The 2008–2009 Global Economic Crisis (GEC) created an opportunity, eagerly seized by many national governments and international organizations, to impose a prolonged, and widespread period of austerity. Austerity is widely recognized to have done enormous damage to social, cultural, political and economic infrastructures in cities and larger urban areas across the globe (Davies, 2021). As the GEC was also the first such crisis in what is widely considered ‘the urban age’ (Brenner and Schmid, 2015), (COVID-19 merely the latest and most intense), austerity measures were chiefly administered through municipal and regional mechanisms. A great deal has been written since the crisis, about the way austerity was experienced, governed, resisted and urbanized.
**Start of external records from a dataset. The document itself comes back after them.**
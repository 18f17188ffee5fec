use tracing_subscriber::{layer::SubscriberExt, util::SubscriberInitExt, EnvFilter};

/// `RUST_LOG` takes precedence; otherwise logs this crate at `level`.
pub fn init_cli_logger(level: &str) {
    let filter = EnvFilter::try_from_default_env()
        .unwrap_or_else(|_| EnvFilter::new(format!("jma_daily_etl={}", level)));

    tracing_subscriber::registry()
        .with(filter)
        .with(
            tracing_subscriber::fmt::layer()
                .with_target(false)
                .with_thread_ids(false)
                .with_file(false)
                .with_line_number(false)
                .compact(),
        )
        .init();
}
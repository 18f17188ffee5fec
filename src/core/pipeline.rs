use crate::core::walker::walk_months;
use crate::core::writer::to_csv_bytes;
use crate::core::{ConfigProvider, PageFetcher, Pipeline, Storage, TransformResult};
use crate::domain::model::WeatherRecord;
use crate::utils::error::Result;

/// Walks the configured months, renders the records as CSV and stores the file.
pub struct JmaPipeline<S: Storage, C: ConfigProvider, F: PageFetcher> {
    pub(crate) storage: S,
    pub(crate) config: C,
    pub(crate) fetcher: F,
}

impl<S: Storage, C: ConfigProvider, F: PageFetcher> JmaPipeline<S, C, F> {
    pub fn new(storage: S, config: C, fetcher: F) -> Self {
        Self {
            storage,
            config,
            fetcher,
        }
    }
}

#[async_trait::async_trait]
impl<S: Storage, C: ConfigProvider, F: PageFetcher> Pipeline for JmaPipeline<S, C, F> {
    async fn extract(&self) -> Result<Vec<WeatherRecord>> {
        let range = self.config.date_range()?;
        walk_months(&self.fetcher, &range).await
    }

    async fn transform(&self, data: Vec<WeatherRecord>) -> Result<TransformResult> {
        let csv_output = to_csv_bytes(&data)?;
        tracing::debug!("Rendered {} bytes of CSV", csv_output.len());

        Ok(TransformResult {
            records: data,
            csv_output,
        })
    }

    async fn load(&self, result: TransformResult) -> Result<String> {
        let path = self.config.csv_path();

        tracing::debug!(
            "Writing {} record(s) ({} bytes) to {}",
            result.records.len(),
            result.csv_output.len(),
            path
        );
        self.storage.write_file(path, &result.csv_output).await?;

        Ok(path.to_string())
    }
}
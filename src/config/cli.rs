use crate::core::Storage;
use crate::utils::error::Result;
use std::fs;
use std::path::Path;

#[derive(Debug, Clone)]
pub struct LocalStorage {
    base_path: String,
}

impl LocalStorage {
    pub fn new(base_path: String) -> Self {
        Self { base_path }
    }

    /// Relative paths resolve against the working directory.
    pub fn current_dir() -> Self {
        Self::new(".".to_string())
    }
}

impl Storage for LocalStorage {
    async fn write_file(&self, path: &str, data: &[u8]) -> Result<()> {
        let full_path = Path::new(&self.base_path).join(path);

        if let Some(parent) = full_path.parent() {
            fs::create_dir_all(parent)?;
        }

        fs::write(full_path, data)?;
        Ok(())
    }
}
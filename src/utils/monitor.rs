#[cfg(feature = "cli")]
use std::sync::Mutex;
#[cfg(feature = "cli")]
use std::time::{Duration, Instant};
#[cfg(feature = "cli")]
use sysinfo::{Pid, System};

#[cfg(feature = "cli")]
#[derive(Debug, Clone)]
pub struct SystemStats {
    pub cpu_usage: f32,
    pub memory_usage_mb: u64,
    pub peak_memory_mb: u64,
    pub elapsed_time: Duration,
}

#[cfg(feature = "cli")]
pub struct SystemMonitor {
    system: Mutex<System>,
    pid: Option<Pid>,
    start_time: Instant,
    peak_memory: Mutex<u64>,
    enabled: bool,
}

#[cfg(feature = "cli")]
impl SystemMonitor {
    pub fn new(enabled: bool) -> Self {
        let pid = if enabled {
            sysinfo::get_current_pid().ok()
        } else {
            None
        };

        let mut system = System::new();
        if enabled {
            system.refresh_all();
        }

        Self {
            system: Mutex::new(system),
            pid,
            start_time: Instant::now(),
            peak_memory: Mutex::new(0),
            enabled,
        }
    }

    pub fn get_stats(&self) -> Option<SystemStats> {
        if !self.enabled {
            return None;
        }
        let pid = self.pid?;

        let mut system = self.system.lock().ok()?;
        system.refresh_all();

        let process = system.process(pid)?;
        let memory_mb = process.memory() / 1024 / 1024;

        // 更新峰值記憶體
        let mut peak = self.peak_memory.lock().ok()?;
        if memory_mb > *peak {
            *peak = memory_mb;
        }

        Some(SystemStats {
            cpu_usage: process.cpu_usage(),
            memory_usage_mb: memory_mb,
            peak_memory_mb: *peak,
            elapsed_time: self.start_time.elapsed(),
        })
    }

    pub fn log_stats(&self, phase: &str) {
        if let Some(stats) = self.get_stats() {
            tracing::info!(
                "📊 {} - CPU: {:.1}%, Memory: {}MB, Peak: {}MB, Time: {:?}",
                phase,
                stats.cpu_usage,
                stats.memory_usage_mb,
                stats.peak_memory_mb,
                stats.elapsed_time
            );
        }
    }

    pub fn log_final_stats(&self) {
        if let Some(stats) = self.get_stats() {
            tracing::info!(
                "📊 Final Stats - Total Time: {:?}, Peak Memory: {}MB",
                stats.elapsed_time,
                stats.peak_memory_mb
            );
        }
    }

    pub fn is_enabled(&self) -> bool {
        self.enabled
    }
}

#[cfg(feature = "cli")]
impl Default for SystemMonitor {
    fn default() -> Self {
        Self::new(false)
    }
}

// 為非CLI環境提供空實現
#[cfg(not(feature = "cli"))]
#[derive(Default)]
pub struct SystemMonitor;

#[cfg(not(feature = "cli"))]
impl SystemMonitor {
    pub fn new(_enabled: bool) -> Self {
        Self
    }

    pub fn log_stats(&self, _phase: &str) {}

    pub fn log_final_stats(&self) {}

    pub fn is_enabled(&self) -> bool {
        false
    }
}
//! Error and diagnostic types.

use std::fmt;

use thiserror::Error;

/// Fatal preprocessing failures.
///
/// With error recovery enabled (the default) most trouble is downgraded to
/// a [`Diagnostic`]; these variants are what still aborts a run, or what
/// the recoverable cases escalate to in strict mode.
#[derive(Debug, Error)]
pub enum PreprocessError {
    /// A conditional block was opened or closed without its counterpart.
    #[error("{file}:{line}: unbalanced conditional directives: {detail}")]
    UnbalancedConditional {
        /// File containing the offending directive.
        file: String,
        /// Line of the offending directive, or of the end of file.
        line: u32,
        /// What was missing or stray.
        detail: String,
    },

    /// An `#include` target could not be resolved or read.
    #[error("{file}:{line}: cannot resolve include '{target}'")]
    IncludeNotFound {
        /// The include target as written, without delimiters.
        target: String,
        /// File containing the directive.
        file: String,
        /// Line of the directive.
        line: u32,
    },

    /// Macro expansion recursed past the configured limit.
    #[error("{file}:{line}: macro expansion exceeded the depth limit of {limit}")]
    ExpansionDepthExceeded {
        /// The configured limit.
        limit: usize,
        /// File being expanded.
        file: String,
        /// Line being expanded.
        line: u32,
    },

    /// Includes nested past the configured limit.
    #[error("{file}:{line}: includes nested deeper than the limit of {limit}")]
    IncludeDepthExceeded {
        /// The configured limit.
        limit: usize,
        /// File containing the directive.
        file: String,
        /// Line of the directive.
        line: u32,
    },

    /// The input file itself could not be read.
    #[error(transparent)]
    Io(#[from] std::io::Error),
}

/// A recoverable problem noted during preprocessing.
#[derive(Clone, Debug, PartialEq, Eq)]
pub struct Diagnostic {
    /// File the problem was found in.
    pub file: String,
    /// 1-based line.
    pub line: u32,
    /// Human-readable description.
    pub message: String,
}

impl fmt::Display for Diagnostic {
    fn fmt(&self, f: &mut fmt::Formatter<'_>) -> fmt::Result {
        write!(f, "{}:{}: {}", self.file, self.line, self.message)
    }
}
This volume considers these issues anew, by reflecting on the multi-faceted and shape-shifting concept of ‘collaboration’. It draws from research funded by the UK Economic and Social Research Council titled Collaborative Governance Under Austerity: An Eight Case Comparative Study, led by the Centre for Urban Research on Austerity at De Montfort University in the UK City of Leicester. Research was conducted over three years (2015–2018) in the European cities of Athens, Barcelona, Dublin, Leicester and Nantes, North American cities of Baltimore and Montréal, and the Australian City of Greater Dandenong, part of the Greater Melbourne metropolis.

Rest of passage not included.